» Exercise objective:
Exactly how many lines below mention "Serialize"? Answer with that number alone.
###
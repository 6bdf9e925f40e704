//! Ocean (background) detection and removal.
//!
//! Two classifiers are available:
//! - Statistical threshold: ocean pixels are low-saturation and mid-brightness,
//!   independent of crop content
//! - Edge-sampled distance: estimate the ocean color from the crop border and
//!   remove everything close to it in RGB space

use image::{Rgba, RgbaImage};
use serde::{Deserialize, Serialize};

/// Which background classifier to run on each crop.
#[derive(Clone, Copy, Debug, PartialEq, Eq, Default, Serialize, Deserialize)]
#[serde(rename_all = "kebab-case")]
pub enum BackgroundPolicy {
    #[default]
    StatisticalThreshold,
    EdgeSampledDistance,
}

impl BackgroundPolicy {
    /// Parse from string (for CLI)
    pub fn from_str(s: &str) -> Option<Self> {
        match s.to_lowercase().as_str() {
            "statistical-threshold" | "statistical" | "threshold" | "a" => Some(Self::StatisticalThreshold),
            "edge-sampled-distance" | "edge-sampled" | "edge" | "b" => Some(Self::EdgeSampledDistance),
            _ => None,
        }
    }

    pub fn name(&self) -> &'static str {
        match self {
            Self::StatisticalThreshold => "statistical-threshold",
            Self::EdgeSampledDistance => "edge-sampled-distance",
        }
    }

    /// Classification threshold used when none is configured
    pub fn default_threshold(&self) -> f32 {
        match self {
            Self::StatisticalThreshold => 38.0,
            Self::EdgeSampledDistance => 42.0,
        }
    }

    /// Alpha blur radius used when none is configured
    pub fn default_blur_radius(&self) -> f32 {
        match self {
            Self::StatisticalThreshold => 1.2,
            Self::EdgeSampledDistance => 1.5,
        }
    }
}

/// Decides per pixel whether it belongs to the ocean.
pub trait BackgroundClassifier {
    fn is_background(&self, pixel: &Rgba<u8>) -> bool;

    /// Estimated background color, for classifiers that derive one.
    fn sampled_color(&self) -> Option<[u8; 3]> {
        None
    }
}

/// Global color-statistics classifier.
#[derive(Clone, Copy, Debug, PartialEq)]
pub struct StatisticalThreshold {
    /// Pixels with `max(RGB) - min(RGB)` below this are candidates
    pub max_spread: f32,
    /// Exclusive brightness window, brightness = mean of RGB
    pub min_brightness: f32,
    pub max_brightness: f32,
}

impl Default for StatisticalThreshold {
    fn default() -> Self {
        Self {
            max_spread: 38.0,
            min_brightness: 65.0,
            max_brightness: 168.0,
        }
    }
}

impl StatisticalThreshold {
    pub fn spread(pixel: &Rgba<u8>) -> f32 {
        let [r, g, b, _] = pixel.0;
        (r.max(g).max(b) - r.min(g).min(b)) as f32
    }

    pub fn brightness(pixel: &Rgba<u8>) -> f32 {
        let [r, g, b, _] = pixel.0;
        (r as f32 + g as f32 + b as f32) / 3.0
    }
}

impl BackgroundClassifier for StatisticalThreshold {
    fn is_background(&self, pixel: &Rgba<u8>) -> bool {
        let brightness = Self::brightness(pixel);
        Self::spread(pixel) < self.max_spread
            && brightness > self.min_brightness
            && brightness < self.max_brightness
    }
}

/// Color-distance classifier against a background color sampled from the crop border.
#[derive(Clone, Copy, Debug, PartialEq)]
pub struct EdgeSampledDistance {
    pub background: [f32; 3],
    pub max_distance: f32,
}

impl EdgeSampledDistance {
    /// Sample the border of `crop` and build a classifier from its median color.
    /// Returns `None` for an empty image.
    pub fn from_crop(crop: &RgbaImage, max_distance: f32) -> Option<Self> {
        let population = sample_border(crop);
        let background = median_rgb(&population)?;
        Some(Self { background, max_distance })
    }

    pub fn distance(&self, pixel: &Rgba<u8>) -> f32 {
        let [r, g, b, _] = pixel.0;
        let dr = r as f32 - self.background[0];
        let dg = g as f32 - self.background[1];
        let db = b as f32 - self.background[2];
        (dr * dr + dg * dg + db * db).sqrt()
    }
}

impl BackgroundClassifier for EdgeSampledDistance {
    fn is_background(&self, pixel: &Rgba<u8>) -> bool {
        self.distance(pixel) < self.max_distance
    }

    fn sampled_color(&self) -> Option<[u8; 3]> {
        Some(self.background.map(|c| c.round().clamp(0.0, 255.0) as u8))
    }
}

/// Border width used for sampling: `min(8, h/4, w/4)`, kept within `[1, min(w, h)]`.
pub fn border_width(width: u32, height: u32) -> u32 {
    8.min(height / 4).min(width / 4).max(1).min(width.min(height))
}

/// Collect the candidate background population from the crop border.
///
/// Top and bottom bands span the full width; the left and right bands cover
/// only the rows between them. When the crop is too short for that middle
/// band, the side bands use the full height so every edge group contributes
/// at least one pixel.
pub fn sample_border(crop: &RgbaImage) -> Vec<[u8; 3]> {
    let (w, h) = crop.dimensions();
    if w == 0 || h == 0 {
        return Vec::new();
    }

    let b = border_width(w, h);
    let rgb = |x: u32, y: u32| {
        let p = crop.get_pixel(x, y);
        [p[0], p[1], p[2]]
    };

    let mut samples = Vec::with_capacity((2 * b * w + 2 * b * h) as usize);

    for y in (0..b).chain(h - b..h) {
        for x in 0..w {
            samples.push(rgb(x, y));
        }
    }

    let side_rows = if b < h.saturating_sub(b) { b..h - b } else { 0..h };
    for y in side_rows {
        for x in (0..b).chain(w - b..w) {
            samples.push(rgb(x, y));
        }
    }

    samples
}

/// Per-channel median; the two middle values are averaged for even counts.
pub fn median_rgb(samples: &[[u8; 3]]) -> Option<[f32; 3]> {
    if samples.is_empty() {
        return None;
    }

    let mut result = [0.0f32; 3];
    let mut channel: Vec<u8> = Vec::with_capacity(samples.len());
    for (c, out) in result.iter_mut().enumerate() {
        channel.clear();
        channel.extend(samples.iter().map(|s| s[c]));
        channel.sort_unstable();

        let mid = channel.len() / 2;
        *out = if channel.len() % 2 == 0 {
            (channel[mid - 1] as f32 + channel[mid] as f32) / 2.0
        } else {
            channel[mid] as f32
        };
    }
    Some(result)
}

/// Zero the alpha of every background pixel. Color channels and the alpha of
/// foreground pixels are untouched. Returns the number of pixels cleared.
pub fn remove_background(crop: &mut RgbaImage, classifier: &dyn BackgroundClassifier) -> usize {
    let mut removed = 0;
    for pixel in crop.pixels_mut() {
        if classifier.is_background(pixel) {
            pixel[3] = 0;
            removed += 1;
        }
    }
    removed
}

#[cfg(test)]
mod tests {
    use super::*;

    /// 100x100 gray (120) image with a red square over [40, 60)
    fn gray_with_red_square() -> RgbaImage {
        let mut img = RgbaImage::from_pixel(100, 100, Rgba([120, 120, 120, 255]));
        for y in 40..60 {
            for x in 40..60 {
                img.put_pixel(x, y, Rgba([255, 0, 0, 255]));
            }
        }
        img
    }

    #[test]
    fn test_policy_parsing() {
        assert_eq!(BackgroundPolicy::from_str("Statistical-Threshold"), Some(BackgroundPolicy::StatisticalThreshold));
        assert_eq!(BackgroundPolicy::from_str("edge"), Some(BackgroundPolicy::EdgeSampledDistance));
        assert_eq!(BackgroundPolicy::from_str("magic"), None);

        let parsed: BackgroundPolicy = serde_json::from_str("\"edge-sampled-distance\"").unwrap();
        assert_eq!(parsed, BackgroundPolicy::EdgeSampledDistance);
    }

    #[test]
    fn test_statistical_gray_and_red() {
        let mut img = gray_with_red_square();
        let removed = remove_background(&mut img, &StatisticalThreshold::default());

        assert_eq!(removed, 100 * 100 - 20 * 20);
        for (x, y, p) in img.enumerate_pixels() {
            let inside = (40..60).contains(&x) && (40..60).contains(&y);
            if inside {
                assert_eq!(*p, Rgba([255, 0, 0, 255]));
            } else {
                assert_eq!(*p, Rgba([120, 120, 120, 0]));
            }
        }
    }

    #[test]
    fn test_statistical_boundaries_are_exclusive() {
        let classifier = StatisticalThreshold::default();
        // brightness exactly 65 and 168 are kept
        assert!(!classifier.is_background(&Rgba([65, 65, 65, 255])));
        assert!(!classifier.is_background(&Rgba([168, 168, 168, 255])));
        assert!(classifier.is_background(&Rgba([66, 66, 66, 255])));
        assert!(classifier.is_background(&Rgba([167, 167, 167, 255])));
        // spread 38 is kept, 37 removed
        assert!(!classifier.is_background(&Rgba([100, 138, 100, 255])));
        assert!(classifier.is_background(&Rgba([100, 137, 100, 255])));
    }

    #[test]
    fn test_statistical_background_satisfies_predicates() {
        let classifier = StatisticalThreshold::default();
        for r in (0..=255u16).step_by(15) {
            for g in (0..=255u16).step_by(17) {
                for b in (0..=255u16).step_by(19) {
                    let p = Rgba([r as u8, g as u8, b as u8, 255]);
                    if classifier.is_background(&p) {
                        let brightness = StatisticalThreshold::brightness(&p);
                        assert!(StatisticalThreshold::spread(&p) < 38.0);
                        assert!(brightness > 65.0 && brightness < 168.0);
                    }
                }
            }
        }
    }

    #[test]
    fn test_border_width() {
        assert_eq!(border_width(100, 100), 8);
        assert_eq!(border_width(100, 20), 5);
        assert_eq!(border_width(3, 100), 1);
        assert_eq!(border_width(1, 1), 1);
    }

    #[test]
    fn test_sample_border_counts() {
        let img = RgbaImage::new(20, 12);
        // b = 3: 2 * 3 * 20 from top/bottom + 2 * 3 * (12 - 6) from sides
        assert_eq!(sample_border(&img).len(), 120 + 36);
    }

    #[test]
    fn test_sample_border_degenerate_crops() {
        assert!(sample_border(&RgbaImage::new(0, 5)).is_empty());

        // Every edge group still contributes in tiny crops
        assert_eq!(sample_border(&RgbaImage::new(1, 1)).len(), 4);
        assert_eq!(sample_border(&RgbaImage::new(7, 1)).len(), 7 + 7 + 2);
        assert_eq!(sample_border(&RgbaImage::new(1, 7)).len(), 2 + 2 * 5);
    }

    #[test]
    fn test_median_rgb() {
        assert_eq!(median_rgb(&[]), None);
        assert_eq!(median_rgb(&[[1, 2, 3]]), Some([1.0, 2.0, 3.0]));
        let samples = [[10, 0, 5], [30, 0, 5], [20, 100, 5], [40, 100, 6]];
        assert_eq!(median_rgb(&samples), Some([25.0, 50.0, 5.0]));
    }

    #[test]
    fn test_edge_sampled_removes_border_color() {
        let mut img = gray_with_red_square();
        let classifier = EdgeSampledDistance::from_crop(&img, 42.0).unwrap();
        assert_eq!(classifier.sampled_color(), Some([120, 120, 120]));

        let removed = remove_background(&mut img, &classifier);
        assert_eq!(removed, 100 * 100 - 20 * 20);
        assert_eq!(img.get_pixel(50, 50)[3], 255);
        assert_eq!(img.get_pixel(0, 0)[3], 0);
    }

    #[test]
    fn test_edge_sampled_background_within_distance() {
        let mut img = RgbaImage::new(32, 32);
        for (x, y, p) in img.enumerate_pixels_mut() {
            let v = ((x * 7 + y * 13) % 256) as u8;
            *p = Rgba([v, v.wrapping_mul(3), 255 - v, 255]);
        }
        let classifier = EdgeSampledDistance::from_crop(&img, 42.0).unwrap();
        let before = img.clone();
        remove_background(&mut img, &classifier);

        for (x, y, p) in img.enumerate_pixels() {
            let original = before.get_pixel(x, y);
            if p[3] == 0 {
                assert!(classifier.distance(original) < 42.0);
            } else {
                assert!(classifier.distance(original) >= 42.0);
            }
        }
    }

    #[test]
    fn test_removal_only_touches_alpha() {
        let source = gray_with_red_square();
        for classifier in [
            Box::new(StatisticalThreshold::default()) as Box<dyn BackgroundClassifier>,
            Box::new(EdgeSampledDistance::from_crop(&source, 42.0).unwrap()),
        ] {
            let mut img = source.clone();
            remove_background(&mut img, classifier.as_ref());
            for (a, b) in img.pixels().zip(source.pixels()) {
                assert_eq!(a.0[..3], b.0[..3]);
            }
        }
    }
}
###
» Answer space:
2